(Activity):
Each entry below should be retyped exactly, with nothing omitted.

(The data):

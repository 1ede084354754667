use std::pin::Pin;
use std::sync::Arc;
use std::sync::atomic::{AtomicUsize, Ordering};
use std::task::{Context, Poll};
use std::time::{Duration, Instant};

use futures_util::Sink;
use futures_util::stream;
use kameo::prelude::{Actor, ActorRef};
use telemetry_ws::core::{Frame, SessionConfig, TelemetryError};
use telemetry_ws::session::{GetConnectionStatus, SessionActor, SessionActorArgs, SessionEvent};
use telemetry_ws::transport::{Transport, TransportConnectFuture};
use telemetry_ws::ConnectionState;

#[derive(Clone)]
struct CountingTransport {
    connects: Arc<AtomicUsize>,
    delay: Duration,
}

impl Transport for CountingTransport {
    type Reader = stream::Pending<Result<Frame, TelemetryError>>;
    type Writer = StubWriter;

    fn connect(&self, _url: String) -> TransportConnectFuture<Self::Reader, Self::Writer> {
        let connects = self.connects.clone();
        let delay = self.delay;
        Box::pin(async move {
            connects.fetch_add(1, Ordering::SeqCst);
            tokio::time::sleep(delay).await;
            Ok((stream::pending(), StubWriter))
        })
    }
}

#[derive(Clone, Copy)]
struct StubWriter;

impl Sink<Frame> for StubWriter {
    type Error = TelemetryError;

    fn poll_ready(self: Pin<&mut Self>, _cx: &mut Context<'_>) -> Poll<Result<(), Self::Error>> {
        Poll::Ready(Ok(()))
    }

    fn start_send(self: Pin<&mut Self>, _item: Frame) -> Result<(), Self::Error> {
        Ok(())
    }

    fn poll_flush(self: Pin<&mut Self>, _cx: &mut Context<'_>) -> Poll<Result<(), Self::Error>> {
        Poll::Ready(Ok(()))
    }

    fn poll_close(self: Pin<&mut Self>, _cx: &mut Context<'_>) -> Poll<Result<(), Self::Error>> {
        Poll::Ready(Ok(()))
    }
}

async fn wait_connected<T: Transport>(actor: &ActorRef<SessionActor<T>>, timeout: Duration) {
    let deadline = Instant::now() + timeout;
    loop {
        let status = actor.ask(GetConnectionStatus).await.unwrap();
        if status == ConnectionState::Connected {
            return;
        }
        if Instant::now() >= deadline {
            panic!("timed out waiting for Connected status (last={status:?})");
        }
        tokio::time::sleep(Duration::from_millis(10)).await;
    }
}

#[tokio::test(flavor = "multi_thread", worker_threads = 2)]
async fn connect_is_single_flight_and_idempotent() {
    let connects = Arc::new(AtomicUsize::new(0));
    let actor = SessionActor::spawn(SessionActorArgs {
        config: SessionConfig {
            url: "ws://counting".to_string(),
            ..SessionConfig::default()
        },
        transport: CountingTransport {
            connects: connects.clone(),
            delay: Duration::from_millis(100),
        },
    });

    for _ in 0..50 {
        actor.tell(SessionEvent::Connect).send().await.unwrap();
    }

    wait_connected(&actor, Duration::from_secs(1)).await;
    assert_eq!(
        connects.load(Ordering::SeqCst),
        1,
        "connect() should only be invoked once while a handshake is in flight"
    );
}

#[tokio::test(flavor = "multi_thread", worker_threads = 2)]
async fn connect_while_connected_is_a_no_op() {
    let connects = Arc::new(AtomicUsize::new(0));
    let actor = SessionActor::spawn(SessionActorArgs {
        config: SessionConfig {
            url: "ws://counting".to_string(),
            ..SessionConfig::default()
        },
        transport: CountingTransport {
            connects: connects.clone(),
            delay: Duration::from_millis(1),
        },
    });

    actor.tell(SessionEvent::Connect).send().await.unwrap();
    wait_connected(&actor, Duration::from_secs(1)).await;

    for _ in 0..10 {
        actor.tell(SessionEvent::Connect).send().await.unwrap();
    }
    tokio::time::sleep(Duration::from_millis(50)).await;

    assert_eq!(connects.load(Ordering::SeqCst), 1);
}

(Result):
repository 1ede084354754667
use std::pin::Pin;
use std::sync::Arc;
use std::sync::atomic::{AtomicUsize, Ordering};
use std::task::{Context, Poll};
use std::time::{Duration, Instant};

use futures_util::Sink;
use futures_util::stream;
use kameo::prelude::{Actor, ActorRef};
use telemetry_ws::core::{Frame, SessionConfig, TelemetryError};
use telemetry_ws::session::{GetConnectionStatus, SessionActor, SessionActorArgs, SessionEvent};
use telemetry_ws::transport::{Transport, TransportConnectFuture};
use telemetry_ws::ConnectionState;

#[derive(Clone)]
struct CountingTransport {
    connects: Arc<AtomicUsize>,
    delay: Duration,
}

impl Transport for CountingTransport {
    type Reader = stream::Pending<Result<Frame, TelemetryError>>;
    type Writer = StubWriter;

    fn connect(&self, _url: String) -> TransportConnectFuture<Self::Reader, Self::Writer> {
        let connects = self.connects.clone();
        let delay = self.delay;
        Box::pin(async move {
            connects.fetch_add(1, Ordering::SeqCst);
            tokio::time::sleep(delay).await;
            Ok((stream::pending(), StubWriter))
        })
    }
}

#[derive(Clone, Copy)]
struct StubWriter;

impl Sink<Frame> for StubWriter {
    type Error = TelemetryError;

    fn poll_ready(self: Pin<&mut Self>, _cx: &mut Context<'_>) -> Poll<Result<(), Self::Error>> {
        Poll::Ready(Ok(()))
    }

    fn start_send(self: Pin<&mut Self>, _item: Frame) -> Result<(), Self::Error> {
        Ok(())
    }

    fn poll_flush(self: Pin<&mut Self>, _cx: &mut Context<'_>) -> Poll<Result<(), Self::Error>> {
        Poll::Ready(Ok(()))
    }

    fn poll_close(self: Pin<&mut Self>, _cx: &mut Context<'_>) -> Poll<Result<(), Self::Error>> {
        Poll::Ready(Ok(()))
    }
}

async fn wait_connected<T: Transport>(actor: &ActorRef<SessionActor<T>>, timeout: Duration) {
    let deadline = Instant::now() + timeout;
    loop {
        let status = actor.ask(GetConnectionStatus).await.unwrap();
        if status == ConnectionState::Connected {
            return;
        }
        if Instant::now() >= deadline {
            panic!("timed out waiting for Connected status (last={status:?})");
        }
        tokio::time::sleep(Duration::from_millis(10)).await;
    }
}

#[tokio::test(flavor = "multi_thread", worker_threads = 2)]
async fn connect_is_single_flight_and_idempotent() {
    let connects = Arc::new(AtomicUsize::new(0));
    let actor = SessionActor::spawn(SessionActorArgs {
        config: SessionConfig {
            url: "ws://counting".to_string(),
            ..SessionConfig::default()
        },
        transport: CountingTransport {
            connects: connects.clone(),
            delay: Duration::from_millis(100),
        },
    });

    for _ in 0..50 {
        actor.tell(SessionEvent::Connect).send().await.unwrap();
    }

    wait_connected(&actor, Duration::from_secs(1)).await;
    assert_eq!(
        connects.load(Ordering::SeqCst),
        1,
        "connect() should only be invoked once while a handshake is in flight"
    );
}

#[tokio::test(flavor = "multi_thread", worker_threads = 2)]
async fn connect_while_connected_is_a_no_op() {
    let connects = Arc::new(AtomicUsize::new(0));
    let actor = SessionActor::spawn(SessionActorArgs {
        config: SessionConfig {
            url: "ws://counting".to_string(),
            ..SessionConfig::default()
        },
        transport: CountingTransport {
            connects: connects.clone(),
            delay: Duration::from_millis(1),
        },
    });

    actor.tell(SessionEvent::Connect).send().await.unwrap();
    wait_connected(&actor, Duration::from_secs(1)).await;

    for _ in 0..10 {
        actor.tell(SessionEvent::Connect).send().await.unwrap();
    }
    tokio::time::sleep(Duration::from_millis(50)).await;

    assert_eq!(connects.load(Ordering::SeqCst), 1);
}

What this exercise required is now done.